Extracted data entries
==========
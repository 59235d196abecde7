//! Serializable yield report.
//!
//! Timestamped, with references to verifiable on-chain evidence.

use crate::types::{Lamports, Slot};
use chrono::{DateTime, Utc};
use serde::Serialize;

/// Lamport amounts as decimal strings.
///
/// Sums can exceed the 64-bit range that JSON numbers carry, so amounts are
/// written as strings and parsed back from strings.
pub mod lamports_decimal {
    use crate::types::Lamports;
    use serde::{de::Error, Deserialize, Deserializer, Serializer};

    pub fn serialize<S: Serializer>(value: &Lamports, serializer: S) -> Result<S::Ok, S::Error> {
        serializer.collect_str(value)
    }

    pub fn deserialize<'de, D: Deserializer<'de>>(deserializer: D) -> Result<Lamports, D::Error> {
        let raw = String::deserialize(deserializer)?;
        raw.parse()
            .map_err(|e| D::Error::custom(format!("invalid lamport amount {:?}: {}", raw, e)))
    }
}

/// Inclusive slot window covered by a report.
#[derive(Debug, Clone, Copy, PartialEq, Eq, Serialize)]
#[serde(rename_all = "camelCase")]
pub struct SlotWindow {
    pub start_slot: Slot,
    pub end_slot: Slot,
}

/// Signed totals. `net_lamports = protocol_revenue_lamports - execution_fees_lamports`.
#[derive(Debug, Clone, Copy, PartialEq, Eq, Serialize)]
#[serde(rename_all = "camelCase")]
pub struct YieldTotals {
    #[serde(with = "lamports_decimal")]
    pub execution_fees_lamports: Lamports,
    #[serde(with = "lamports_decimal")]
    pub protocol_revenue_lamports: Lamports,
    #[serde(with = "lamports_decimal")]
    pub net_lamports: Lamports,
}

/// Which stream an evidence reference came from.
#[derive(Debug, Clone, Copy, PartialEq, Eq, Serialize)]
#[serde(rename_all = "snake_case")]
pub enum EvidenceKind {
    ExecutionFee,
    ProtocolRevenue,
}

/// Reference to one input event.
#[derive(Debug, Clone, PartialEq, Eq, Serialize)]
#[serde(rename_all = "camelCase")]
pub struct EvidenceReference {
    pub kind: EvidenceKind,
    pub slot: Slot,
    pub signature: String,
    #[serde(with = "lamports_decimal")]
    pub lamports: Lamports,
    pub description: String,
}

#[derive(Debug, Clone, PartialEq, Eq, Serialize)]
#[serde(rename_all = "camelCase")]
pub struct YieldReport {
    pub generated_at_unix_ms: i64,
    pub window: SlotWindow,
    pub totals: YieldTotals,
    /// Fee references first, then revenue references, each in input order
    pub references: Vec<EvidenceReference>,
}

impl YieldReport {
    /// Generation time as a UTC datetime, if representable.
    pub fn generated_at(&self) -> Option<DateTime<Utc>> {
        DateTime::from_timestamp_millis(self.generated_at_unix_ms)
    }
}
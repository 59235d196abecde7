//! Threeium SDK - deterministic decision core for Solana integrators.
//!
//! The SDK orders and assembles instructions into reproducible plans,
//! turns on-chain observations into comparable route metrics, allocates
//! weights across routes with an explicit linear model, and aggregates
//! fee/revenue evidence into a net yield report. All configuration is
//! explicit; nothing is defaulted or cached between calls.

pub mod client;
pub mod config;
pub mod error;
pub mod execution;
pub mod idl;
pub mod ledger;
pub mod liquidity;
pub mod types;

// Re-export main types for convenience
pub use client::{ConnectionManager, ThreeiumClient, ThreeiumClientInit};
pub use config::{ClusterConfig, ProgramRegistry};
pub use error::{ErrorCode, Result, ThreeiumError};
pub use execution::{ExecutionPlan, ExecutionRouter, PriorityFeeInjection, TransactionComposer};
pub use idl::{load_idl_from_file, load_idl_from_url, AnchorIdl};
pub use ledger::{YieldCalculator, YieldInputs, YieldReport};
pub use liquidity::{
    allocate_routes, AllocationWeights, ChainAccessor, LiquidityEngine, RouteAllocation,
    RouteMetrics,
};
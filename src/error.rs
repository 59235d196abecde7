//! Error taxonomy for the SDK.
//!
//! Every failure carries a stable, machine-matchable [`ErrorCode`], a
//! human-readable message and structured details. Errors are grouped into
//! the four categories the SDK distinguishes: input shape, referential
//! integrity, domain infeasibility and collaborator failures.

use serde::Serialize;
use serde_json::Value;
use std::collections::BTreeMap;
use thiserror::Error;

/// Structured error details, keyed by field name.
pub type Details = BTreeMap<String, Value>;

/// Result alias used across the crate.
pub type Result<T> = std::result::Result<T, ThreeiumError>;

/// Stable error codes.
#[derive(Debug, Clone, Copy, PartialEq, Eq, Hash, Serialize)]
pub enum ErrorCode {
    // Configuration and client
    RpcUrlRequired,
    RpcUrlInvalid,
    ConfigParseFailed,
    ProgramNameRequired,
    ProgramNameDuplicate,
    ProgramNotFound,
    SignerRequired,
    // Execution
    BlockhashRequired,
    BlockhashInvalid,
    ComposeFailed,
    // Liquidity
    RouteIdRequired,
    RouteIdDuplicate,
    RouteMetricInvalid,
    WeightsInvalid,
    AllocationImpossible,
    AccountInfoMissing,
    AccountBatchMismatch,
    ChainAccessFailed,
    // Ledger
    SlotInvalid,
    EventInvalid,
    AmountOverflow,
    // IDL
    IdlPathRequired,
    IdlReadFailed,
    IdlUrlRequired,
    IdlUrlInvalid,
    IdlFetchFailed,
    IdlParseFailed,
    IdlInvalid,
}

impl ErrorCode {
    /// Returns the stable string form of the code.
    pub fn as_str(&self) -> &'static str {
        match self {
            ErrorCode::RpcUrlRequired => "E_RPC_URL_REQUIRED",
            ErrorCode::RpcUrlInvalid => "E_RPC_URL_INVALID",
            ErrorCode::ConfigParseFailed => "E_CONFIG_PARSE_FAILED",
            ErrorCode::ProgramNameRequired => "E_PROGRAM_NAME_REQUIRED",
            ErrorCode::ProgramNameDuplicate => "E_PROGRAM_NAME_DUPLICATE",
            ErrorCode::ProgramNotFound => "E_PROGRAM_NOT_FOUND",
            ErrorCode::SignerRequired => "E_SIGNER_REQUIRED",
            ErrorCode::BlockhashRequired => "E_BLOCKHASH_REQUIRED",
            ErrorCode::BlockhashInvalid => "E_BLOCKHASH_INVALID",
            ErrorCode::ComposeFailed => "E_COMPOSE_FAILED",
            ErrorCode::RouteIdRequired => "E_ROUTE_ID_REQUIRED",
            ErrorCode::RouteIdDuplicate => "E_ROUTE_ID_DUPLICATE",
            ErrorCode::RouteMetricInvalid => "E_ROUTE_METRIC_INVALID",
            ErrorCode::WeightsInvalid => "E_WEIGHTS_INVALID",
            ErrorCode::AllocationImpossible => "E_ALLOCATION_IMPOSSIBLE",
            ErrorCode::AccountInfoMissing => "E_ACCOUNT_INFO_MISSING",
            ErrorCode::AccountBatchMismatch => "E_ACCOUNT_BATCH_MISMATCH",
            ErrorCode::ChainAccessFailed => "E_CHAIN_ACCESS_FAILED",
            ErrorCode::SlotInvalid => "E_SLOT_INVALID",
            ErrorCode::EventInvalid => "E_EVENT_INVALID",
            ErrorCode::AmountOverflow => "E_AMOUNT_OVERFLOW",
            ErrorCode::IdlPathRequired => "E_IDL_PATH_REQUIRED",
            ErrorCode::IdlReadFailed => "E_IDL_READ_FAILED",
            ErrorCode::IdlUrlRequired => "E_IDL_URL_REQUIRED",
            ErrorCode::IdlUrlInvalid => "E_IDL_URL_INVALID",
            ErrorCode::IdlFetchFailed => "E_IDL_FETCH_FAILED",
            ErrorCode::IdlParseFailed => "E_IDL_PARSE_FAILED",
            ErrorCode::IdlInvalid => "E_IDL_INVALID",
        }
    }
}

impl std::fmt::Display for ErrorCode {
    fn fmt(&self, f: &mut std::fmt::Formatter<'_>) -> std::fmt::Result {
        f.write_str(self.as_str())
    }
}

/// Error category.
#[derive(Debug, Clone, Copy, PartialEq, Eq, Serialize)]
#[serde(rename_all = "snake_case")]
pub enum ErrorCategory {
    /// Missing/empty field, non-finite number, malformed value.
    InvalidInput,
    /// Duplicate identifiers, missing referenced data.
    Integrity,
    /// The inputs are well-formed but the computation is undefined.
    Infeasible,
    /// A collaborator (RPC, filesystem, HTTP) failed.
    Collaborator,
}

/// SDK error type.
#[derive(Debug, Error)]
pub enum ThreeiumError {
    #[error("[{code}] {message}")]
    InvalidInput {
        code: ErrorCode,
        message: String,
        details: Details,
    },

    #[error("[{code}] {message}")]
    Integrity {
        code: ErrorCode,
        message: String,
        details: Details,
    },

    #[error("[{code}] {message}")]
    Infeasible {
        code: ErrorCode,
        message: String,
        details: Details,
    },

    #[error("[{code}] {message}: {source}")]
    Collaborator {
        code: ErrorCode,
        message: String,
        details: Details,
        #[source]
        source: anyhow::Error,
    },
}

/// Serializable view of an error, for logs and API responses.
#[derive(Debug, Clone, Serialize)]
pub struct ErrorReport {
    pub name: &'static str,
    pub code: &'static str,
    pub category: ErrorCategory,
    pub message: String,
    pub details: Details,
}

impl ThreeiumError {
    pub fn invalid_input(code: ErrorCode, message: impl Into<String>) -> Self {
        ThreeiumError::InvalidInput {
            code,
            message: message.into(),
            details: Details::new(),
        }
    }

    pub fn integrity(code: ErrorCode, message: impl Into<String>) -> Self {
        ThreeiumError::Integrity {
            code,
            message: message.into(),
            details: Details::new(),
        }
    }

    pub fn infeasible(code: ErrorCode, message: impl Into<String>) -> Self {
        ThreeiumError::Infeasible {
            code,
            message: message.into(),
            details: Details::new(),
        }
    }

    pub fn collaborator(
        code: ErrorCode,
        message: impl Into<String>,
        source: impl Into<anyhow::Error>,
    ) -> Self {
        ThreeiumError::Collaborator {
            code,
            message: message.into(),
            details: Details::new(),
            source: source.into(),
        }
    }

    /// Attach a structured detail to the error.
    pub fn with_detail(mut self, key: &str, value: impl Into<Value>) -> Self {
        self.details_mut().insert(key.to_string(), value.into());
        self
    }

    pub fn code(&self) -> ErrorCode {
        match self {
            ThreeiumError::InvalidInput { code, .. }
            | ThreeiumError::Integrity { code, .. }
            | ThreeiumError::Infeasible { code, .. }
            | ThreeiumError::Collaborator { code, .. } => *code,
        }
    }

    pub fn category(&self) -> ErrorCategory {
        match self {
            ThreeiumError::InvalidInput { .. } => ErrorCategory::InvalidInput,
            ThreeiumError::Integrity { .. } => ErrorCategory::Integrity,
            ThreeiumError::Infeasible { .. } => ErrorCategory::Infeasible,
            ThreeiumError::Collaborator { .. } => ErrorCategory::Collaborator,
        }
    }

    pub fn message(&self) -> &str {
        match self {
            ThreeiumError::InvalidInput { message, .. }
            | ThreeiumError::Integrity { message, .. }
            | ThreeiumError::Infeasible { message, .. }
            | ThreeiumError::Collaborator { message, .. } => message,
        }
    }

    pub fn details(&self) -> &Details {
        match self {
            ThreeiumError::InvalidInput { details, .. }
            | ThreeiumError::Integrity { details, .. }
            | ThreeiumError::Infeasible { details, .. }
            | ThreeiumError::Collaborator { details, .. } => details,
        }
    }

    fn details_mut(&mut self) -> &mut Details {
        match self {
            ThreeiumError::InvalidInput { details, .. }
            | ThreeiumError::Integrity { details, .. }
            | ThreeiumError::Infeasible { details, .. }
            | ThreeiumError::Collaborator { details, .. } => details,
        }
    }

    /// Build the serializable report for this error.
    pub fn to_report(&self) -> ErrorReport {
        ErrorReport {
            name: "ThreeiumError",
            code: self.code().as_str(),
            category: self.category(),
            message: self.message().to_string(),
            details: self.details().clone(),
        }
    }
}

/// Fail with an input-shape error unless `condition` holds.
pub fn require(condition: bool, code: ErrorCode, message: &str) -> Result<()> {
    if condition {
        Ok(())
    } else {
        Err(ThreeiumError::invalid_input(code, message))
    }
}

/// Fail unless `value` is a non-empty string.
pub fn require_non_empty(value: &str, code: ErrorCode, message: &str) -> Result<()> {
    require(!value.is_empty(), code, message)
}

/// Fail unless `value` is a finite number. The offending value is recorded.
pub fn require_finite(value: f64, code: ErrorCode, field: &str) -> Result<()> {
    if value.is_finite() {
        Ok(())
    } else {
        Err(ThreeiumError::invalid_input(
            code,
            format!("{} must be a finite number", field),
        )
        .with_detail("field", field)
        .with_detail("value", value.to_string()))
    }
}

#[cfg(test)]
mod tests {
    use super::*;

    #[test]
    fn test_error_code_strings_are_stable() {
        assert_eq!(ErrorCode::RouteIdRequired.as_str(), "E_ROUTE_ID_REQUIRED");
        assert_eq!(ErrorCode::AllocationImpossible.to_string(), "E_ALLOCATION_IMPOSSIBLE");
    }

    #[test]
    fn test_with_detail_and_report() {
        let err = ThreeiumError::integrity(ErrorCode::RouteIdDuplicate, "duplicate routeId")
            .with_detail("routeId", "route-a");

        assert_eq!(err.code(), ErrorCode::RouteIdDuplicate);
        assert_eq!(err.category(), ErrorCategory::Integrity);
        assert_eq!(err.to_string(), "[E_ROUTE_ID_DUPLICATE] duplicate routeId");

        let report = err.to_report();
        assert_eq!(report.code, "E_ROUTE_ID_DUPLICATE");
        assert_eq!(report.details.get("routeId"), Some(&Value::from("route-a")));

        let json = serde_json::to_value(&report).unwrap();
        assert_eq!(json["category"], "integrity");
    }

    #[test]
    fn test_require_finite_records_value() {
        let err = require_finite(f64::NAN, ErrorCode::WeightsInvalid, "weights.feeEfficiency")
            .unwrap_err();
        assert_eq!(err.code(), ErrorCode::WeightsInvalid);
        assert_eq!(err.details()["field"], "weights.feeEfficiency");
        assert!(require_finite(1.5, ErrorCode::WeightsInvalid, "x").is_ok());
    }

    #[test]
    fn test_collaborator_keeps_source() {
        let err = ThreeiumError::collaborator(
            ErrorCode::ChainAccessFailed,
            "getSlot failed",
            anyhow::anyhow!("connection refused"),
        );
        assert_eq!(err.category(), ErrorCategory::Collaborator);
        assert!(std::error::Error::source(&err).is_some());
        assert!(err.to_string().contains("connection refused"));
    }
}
==========
» Exercise
Start at the first line of the entries and stop at the line with "as decimal strings.". Retype each of those lines exactly, both ends included.

» Task solution
repository 59235d196abecde7
//! Serializable yield report.
//!
//! Timestamped, with references to verifiable on-chain evidence.

use crate::types::{Lamports, Slot};
use chrono::{DateTime, Utc};
use serde::Serialize;

/// Lamport amounts as decimal strings.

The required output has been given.